The same most acute and learned author also says, that those alone
seem to him to have perceived what God is, who have believed Him to
be the soul of the world, governing it by design and reason. And by
this, it appears, that although he did not attain to the truth, for
the true God is not a soul, but the maker and author of the soul, yet
if he could have been free to go against the prejudices of custom, he
could have confessed and counselled others that the one God ought to be
worshipped, who governs the world by design and reason; so that on
this subject only this point would remain to be debated with him, that
he had called Him a soul, and not rather the creator of the soul. He
says, also, that the ancient Romans, for more than a hundred and
seventy years, worshipped the gods without an image? "And if this
custom," he says, "could have remained till now, the gods would
have been more purely worshipped." In favor of this opinion, he
cites as a witness among others the Jewish nation; nor does he
hesitate to conclude that passage by saying of those who first
consecrated images for the people, that they have both taken away
religious fear from their fellow-citizens, and increased error,
wisely thinking that the gods easily fall into contempt when exhibited
under the stolidity of images. But as he does not say they have
transmitted error, but that they have increased it, he therefore
wishes it to be understood that there was error already when there were
no images. Wherefore, when he says they alone have perceived what
God is who have believed Him to be the governing soul of the world,
and thinks that the rites of religion would have been more purely
observed without images, who fails to see how near he has come to the
truth? For if he had been able to do anything against so inveterate,
an error, he would certainly have given it as his opinion both that the
one God should be worshipped, and that He should be worshipped
without an image; and having so nearly discovered the truth, perhaps
he might easily have been put in mind of the mutability of the soul,
and might thus have perceived that the true God is that immutable
nature which made the soul itself.

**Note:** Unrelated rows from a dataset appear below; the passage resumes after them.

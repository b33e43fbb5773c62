//! # 메모리 사용자 저장소
//!
//! 개발 환경(`STORAGE_BACKEND=memory`)과 테스트에서 사용하는 저장소입니다.
//! 단일 쓰기 락 안에서 유니크 검사와 삽입을 수행하므로 MongoDB 유니크 인덱스와
//! 같은 제약을 원자적으로 보장합니다.

use std::collections::HashMap;
use std::sync::RwLock;
use std::sync::atomic::{AtomicUsize, Ordering};
use async_trait::async_trait;
use chrono::{DateTime, Utc};
use uuid::Uuid;
use crate::config::AuthProvider;
use crate::domain::entities::users::{NewUser, User};
use crate::errors::errors::StorageError;
use super::user_store::UserStore;

#[derive(Default)]
pub struct InMemoryUserStore {
    users: RwLock<HashMap<String, User>>,
    writes: AtomicUsize,
}

impl InMemoryUserStore {
    pub fn new() -> Self {
        Self::default()
    }

    /// 기존 레코드로 채워진 저장소 (테스트용 시드)
    pub fn with_users(users: impl IntoIterator<Item = User>) -> Self {
        let store = Self::new();
        if let Ok(mut map) = store.users.write() {
            for user in users {
                map.insert(user.id.clone(), user);
            }
        }
        store
    }

    pub fn len(&self) -> usize {
        self.users.read().map(|m| m.len()).unwrap_or(0)
    }

    pub fn is_empty(&self) -> bool {
        self.len() == 0
    }

    /// 성공한 쓰기 연산 수 (create, attach, touch)
    pub fn write_count(&self) -> usize {
        self.writes.load(Ordering::SeqCst)
    }

    fn poisoned() -> StorageError {
        StorageError::Unavailable("in-memory store lock poisoned".to_string())
    }
}

#[async_trait]
impl UserStore for InMemoryUserStore {
    async fn find_by_external_id(
        &self,
        provider: AuthProvider,
        external_id: &str,
    ) -> Result<Option<User>, StorageError> {
        let users = self.users.read().map_err(|_| Self::poisoned())?;
        Ok(users.values().find(|u| u.is_bound_to(provider, external_id)).cloned())
    }

    async fn find_by_email(&self, email: &str) -> Result<Option<User>, StorageError> {
        let users = self.users.read().map_err(|_| Self::poisoned())?;
        Ok(users.values().find(|u| u.email == email).cloned())
    }

    async fn create(&self, user: NewUser) -> Result<User, StorageError> {
        let mut users = self.users.write().map_err(|_| Self::poisoned())?;

        if users.values().any(|u| u.email == user.email) {
            return Err(StorageError::UniqueViolation(format!("email {}", user.email)));
        }

        if users.values().any(|u| u.is_bound_to(user.provider, &user.client_id)) {
            return Err(StorageError::UniqueViolation(format!(
                "{} client_id {}",
                user.provider, user.client_id
            )));
        }

        let created = user.into_user(Uuid::new_v4().to_string());
        users.insert(created.id.clone(), created.clone());
        self.writes.fetch_add(1, Ordering::SeqCst);

        Ok(created)
    }

    async fn attach_external_id(
        &self,
        user_id: &str,
        external_id: &str,
    ) -> Result<Option<User>, StorageError> {
        let mut users = self.users.write().map_err(|_| Self::poisoned())?;

        let provider = match users.get(user_id) {
            Some(user) if user.client_id.is_none() => user.provider,
            _ => return Ok(None),
        };

        if users.values().any(|u| u.is_bound_to(provider, external_id)) {
            return Err(StorageError::UniqueViolation(format!(
                "{} client_id {}",
                provider, external_id
            )));
        }

        let Some(user) = users.get_mut(user_id) else {
            return Ok(None);
        };
        user.client_id = Some(external_id.to_string());
        user.updated_at = Utc::now();
        self.writes.fetch_add(1, Ordering::SeqCst);

        Ok(Some(user.clone()))
    }

    async fn touch_last_login(
        &self,
        user_id: &str,
        at: DateTime<Utc>,
    ) -> Result<Option<User>, StorageError> {
        let mut users = self.users.write().map_err(|_| Self::poisoned())?;
        let Some(user) = users.get_mut(user_id) else {
            return Ok(None);
        };
        user.last_login = at;
        user.updated_at = Utc::now();
        self.writes.fetch_add(1, Ordering::SeqCst);

        Ok(Some(user.clone()))
    }
}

Since these things are so,
whatever ridicule such men have poured in their writings against the
plurality of the gods, they have done so rather as compelled by the
secret will of God to confess them, than as trying to persuade
others. If, therefore, any testimonies are adduced by us from these
writings, they are adduced for the confutation of those who are
unwilling to consider from how great and malignant a power of the demons
the singular sacrifice of the shedding of the most holy blood, and the
gift of the imparted Spirit, can set us free.